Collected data

# # # # # # #

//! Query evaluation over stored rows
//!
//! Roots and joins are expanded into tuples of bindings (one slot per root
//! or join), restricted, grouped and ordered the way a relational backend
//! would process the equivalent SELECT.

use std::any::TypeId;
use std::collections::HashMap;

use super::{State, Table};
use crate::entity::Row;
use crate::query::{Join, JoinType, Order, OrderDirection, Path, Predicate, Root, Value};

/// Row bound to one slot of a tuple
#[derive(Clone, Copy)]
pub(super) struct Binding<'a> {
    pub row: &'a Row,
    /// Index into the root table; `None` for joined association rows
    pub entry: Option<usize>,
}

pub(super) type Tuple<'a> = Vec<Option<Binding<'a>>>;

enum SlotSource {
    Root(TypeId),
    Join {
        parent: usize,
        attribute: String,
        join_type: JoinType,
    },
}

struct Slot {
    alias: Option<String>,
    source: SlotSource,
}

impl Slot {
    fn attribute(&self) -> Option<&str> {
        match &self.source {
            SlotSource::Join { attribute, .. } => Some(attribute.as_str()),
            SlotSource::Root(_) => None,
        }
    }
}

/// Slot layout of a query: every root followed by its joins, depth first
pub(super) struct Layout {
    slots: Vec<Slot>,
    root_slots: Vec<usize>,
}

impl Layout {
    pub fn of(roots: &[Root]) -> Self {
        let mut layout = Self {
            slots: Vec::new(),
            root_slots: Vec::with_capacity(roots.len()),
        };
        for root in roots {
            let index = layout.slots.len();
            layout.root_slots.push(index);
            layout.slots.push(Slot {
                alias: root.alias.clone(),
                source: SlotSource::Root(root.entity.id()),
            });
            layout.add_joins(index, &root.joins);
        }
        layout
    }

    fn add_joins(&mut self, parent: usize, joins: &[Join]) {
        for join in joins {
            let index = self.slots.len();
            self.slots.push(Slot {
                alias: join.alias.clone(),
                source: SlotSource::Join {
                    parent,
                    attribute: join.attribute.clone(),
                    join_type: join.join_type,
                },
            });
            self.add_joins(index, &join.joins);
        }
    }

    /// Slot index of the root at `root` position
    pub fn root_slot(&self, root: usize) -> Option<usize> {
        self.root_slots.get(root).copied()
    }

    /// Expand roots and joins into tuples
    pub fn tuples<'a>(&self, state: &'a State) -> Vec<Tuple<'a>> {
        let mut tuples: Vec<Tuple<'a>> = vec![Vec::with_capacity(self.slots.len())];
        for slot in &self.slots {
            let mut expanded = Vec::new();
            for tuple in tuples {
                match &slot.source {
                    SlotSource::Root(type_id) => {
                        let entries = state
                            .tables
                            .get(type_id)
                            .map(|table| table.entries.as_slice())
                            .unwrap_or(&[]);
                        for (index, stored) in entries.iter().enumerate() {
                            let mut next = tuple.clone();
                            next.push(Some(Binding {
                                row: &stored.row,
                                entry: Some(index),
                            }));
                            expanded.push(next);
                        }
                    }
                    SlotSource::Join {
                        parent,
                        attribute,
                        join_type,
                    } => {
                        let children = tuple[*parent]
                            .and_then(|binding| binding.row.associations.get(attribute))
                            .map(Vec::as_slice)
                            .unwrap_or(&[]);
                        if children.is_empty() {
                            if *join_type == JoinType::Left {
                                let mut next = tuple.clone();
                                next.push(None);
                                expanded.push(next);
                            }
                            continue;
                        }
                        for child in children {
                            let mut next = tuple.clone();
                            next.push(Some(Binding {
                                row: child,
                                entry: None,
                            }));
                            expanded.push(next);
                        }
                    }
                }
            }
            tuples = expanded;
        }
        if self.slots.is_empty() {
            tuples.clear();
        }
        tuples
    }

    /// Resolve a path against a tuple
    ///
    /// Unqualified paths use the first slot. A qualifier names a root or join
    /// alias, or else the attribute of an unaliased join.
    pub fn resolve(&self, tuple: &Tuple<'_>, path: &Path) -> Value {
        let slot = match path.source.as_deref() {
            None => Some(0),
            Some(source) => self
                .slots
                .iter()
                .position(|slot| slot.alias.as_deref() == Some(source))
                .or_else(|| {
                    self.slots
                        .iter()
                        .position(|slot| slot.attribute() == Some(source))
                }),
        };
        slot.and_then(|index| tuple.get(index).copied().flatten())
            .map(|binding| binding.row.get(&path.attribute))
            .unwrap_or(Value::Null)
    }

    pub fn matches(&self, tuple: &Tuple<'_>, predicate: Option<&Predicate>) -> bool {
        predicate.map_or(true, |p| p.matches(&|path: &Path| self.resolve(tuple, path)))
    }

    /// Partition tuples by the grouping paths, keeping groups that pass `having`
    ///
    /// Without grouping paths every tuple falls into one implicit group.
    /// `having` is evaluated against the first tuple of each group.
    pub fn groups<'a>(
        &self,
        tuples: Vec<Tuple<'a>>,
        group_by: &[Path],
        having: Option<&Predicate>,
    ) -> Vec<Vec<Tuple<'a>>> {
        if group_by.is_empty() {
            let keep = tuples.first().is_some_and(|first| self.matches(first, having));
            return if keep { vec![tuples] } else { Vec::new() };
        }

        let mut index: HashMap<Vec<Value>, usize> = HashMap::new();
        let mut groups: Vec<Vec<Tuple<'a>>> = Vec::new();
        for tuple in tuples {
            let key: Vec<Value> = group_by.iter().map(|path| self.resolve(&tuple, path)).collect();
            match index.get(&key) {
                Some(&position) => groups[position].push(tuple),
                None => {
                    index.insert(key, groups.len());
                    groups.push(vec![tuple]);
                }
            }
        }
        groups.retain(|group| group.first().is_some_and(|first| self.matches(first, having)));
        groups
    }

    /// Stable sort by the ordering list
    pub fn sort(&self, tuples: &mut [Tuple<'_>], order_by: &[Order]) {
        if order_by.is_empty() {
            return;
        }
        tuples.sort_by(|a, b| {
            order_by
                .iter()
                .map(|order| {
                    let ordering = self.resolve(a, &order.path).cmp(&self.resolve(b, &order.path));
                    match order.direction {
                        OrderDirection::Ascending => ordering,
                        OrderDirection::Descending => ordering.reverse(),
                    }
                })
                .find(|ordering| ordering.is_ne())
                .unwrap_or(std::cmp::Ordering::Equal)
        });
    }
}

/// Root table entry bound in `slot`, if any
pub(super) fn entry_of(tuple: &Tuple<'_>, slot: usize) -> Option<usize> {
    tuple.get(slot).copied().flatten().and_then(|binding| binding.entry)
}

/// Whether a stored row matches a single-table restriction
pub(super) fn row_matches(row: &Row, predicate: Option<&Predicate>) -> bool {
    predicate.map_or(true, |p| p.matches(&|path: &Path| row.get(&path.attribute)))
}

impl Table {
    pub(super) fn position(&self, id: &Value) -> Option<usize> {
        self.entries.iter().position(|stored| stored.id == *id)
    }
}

# # # # # # #

Your goal
Look over the records. Copy the lines that include the word "JoinType".

Task solution
use crate::query::{Join, JoinType, Order, OrderDirection, Path, Predicate, Root, Value};
        join_type: JoinType,
                            if *join_type == JoinType::Left {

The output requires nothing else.